Collected data
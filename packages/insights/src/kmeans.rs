//! k-means with k-means++ seeding and seeded restarts.

use rand::{Rng, SeedableRng as _};
use rand_pcg::Pcg64Mcg;

use crate::features::{FEATURES, Row};

const MAX_ITERATIONS: usize = 300;

/// Below this many rows the elbow search is skipped.
const ELBOW_MIN_ROWS: usize = 10;
/// Suggested `k` when there are too few rows for an elbow search.
const ELBOW_FALLBACK_K: usize = 3;
/// Elbow search tries `k` below this bound.
const ELBOW_MAX_K: usize = 8;

/// Best fit over all restarts.
#[derive(Debug, Clone, PartialEq)]
pub struct KMeansFit {
    pub assignments: Vec<usize>,
    pub centroids: Vec<Row>,
    /// Sum of squared distances to assigned centroids.
    pub inertia: f64,
}

fn distance_sq(a: &Row, b: &Row) -> f64 {
    a.iter().zip(b.iter()).map(|(x, y)| (x - y).powi(2)).sum()
}

fn nearest(row: &Row, centroids: &[Row]) -> (usize, f64) {
    centroids
        .iter()
        .enumerate()
        .map(|(i, c)| (i, distance_sq(row, c)))
        .fold((0, f64::INFINITY), |best, cur| if cur.1 < best.1 { cur } else { best })
}

fn seed_centroids(rows: &[Row], k: usize, rng: &mut Pcg64Mcg) -> Vec<Row> {
    let mut centroids = Vec::with_capacity(k);
    centroids.push(rows[rng.gen_range(0..rows.len())]);

    while centroids.len() < k {
        let weights: Vec<f64> = rows.iter().map(|r| nearest(r, &centroids).1).collect();
        let total: f64 = weights.iter().sum();

        let next = if total > 0.0 {
            let mut target = rng.gen_range(0.0..total);
            let mut chosen = rows.len() - 1;
            for (i, w) in weights.iter().enumerate() {
                if target < *w {
                    chosen = i;
                    break;
                }
                target -= w;
            }
            chosen
        } else {
            rng.gen_range(0..rows.len())
        };
        centroids.push(rows[next]);
    }

    centroids
}

fn lloyd(rows: &[Row], mut centroids: Vec<Row>) -> KMeansFit {
    let k = centroids.len();
    let mut assignments = vec![usize::MAX; rows.len()];

    for _ in 0..MAX_ITERATIONS {
        let mut changed = false;
        for (row, assignment) in rows.iter().zip(assignments.iter_mut()) {
            let (best, _) = nearest(row, &centroids);
            if *assignment != best {
                *assignment = best;
                changed = true;
            }
        }
        if !changed {
            break;
        }

        let mut sums = vec![[0.0; FEATURES]; k];
        let mut counts = vec![0_usize; k];
        for (row, &cluster) in rows.iter().zip(assignments.iter()) {
            counts[cluster] += 1;
            for f in 0..FEATURES {
                sums[cluster][f] += row[f];
            }
        }
        for c in 0..k {
            // Empty clusters keep their previous centroid.
            if counts[c] > 0 {
                #[allow(clippy::cast_precision_loss)]
                let n = counts[c] as f64;
                for f in 0..FEATURES {
                    centroids[c][f] = sums[c][f] / n;
                }
            }
        }
    }

    let inertia = rows
        .iter()
        .zip(assignments.iter())
        .map(|(row, &c)| distance_sq(row, &centroids[c]))
        .sum();

    KMeansFit {
        assignments,
        centroids,
        inertia,
    }
}

/// Runs k-means `restarts` times and keeps the lowest-inertia fit.
///
/// Returns `None` if `k` is zero or larger than the number of rows.
#[must_use]
pub fn kmeans(rows: &[Row], k: usize, restarts: usize, seed: u64) -> Option<KMeansFit> {
    if k == 0 || k > rows.len() {
        return None;
    }

    let mut rng = Pcg64Mcg::seed_from_u64(seed);
    let mut best: Option<KMeansFit> = None;

    for _ in 0..restarts.max(1) {
        let fit = lloyd(rows, seed_centroids(rows, k, &mut rng));
        if best.as_ref().is_none_or(|b| fit.inertia < b.inertia) {
            best = Some(fit);
        }
    }

    best
}

/// Suggests `k` by the elbow method: fit `k = 1..=min(8, n)` and pick the
/// `k` where the inertia curve bends hardest (largest second difference).
#[must_use]
pub fn suggest_k(rows: &[Row], restarts: usize, seed: u64) -> usize {
    if rows.len() < ELBOW_MIN_ROWS {
        return ELBOW_FALLBACK_K;
    }

    let inertias: Vec<f64> = (1..=ELBOW_MAX_K.min(rows.len()))
        .filter_map(|k| kmeans(rows, k, restarts, seed).map(|fit| fit.inertia))
        .collect();

    if inertias.len() < 3 {
        return ELBOW_FALLBACK_K;
    }

    // second[i] is centered on inertias[i + 1], which is k = i + 2.
    let second: Vec<f64> = inertias
        .windows(3)
        .map(|w| (w[2] - w[1]) - (w[1] - w[0]))
        .collect();

    second
        .iter()
        .enumerate()
        .max_by(|a, b| a.1.total_cmp(b.1))
        .map_or(ELBOW_FALLBACK_K, |(i, _)| i + 2)
}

### AIM OF THE TASK
Can you write out the lines above, from the first one through the one containing "const ELBOW_MIN_ROWS: usize = 10;", exactly as they appear and nothing more?

### RESULT
filename packages/insights/src/kmeans.rs
//! k-means with k-means++ seeding and seeded restarts.

use rand::{Rng, SeedableRng as _};
use rand_pcg::Pcg64Mcg;

use crate::features::{FEATURES, Row};

const MAX_ITERATIONS: usize = 300;

/// Below this many rows the elbow search is skipped.
const ELBOW_MIN_ROWS: usize = 10;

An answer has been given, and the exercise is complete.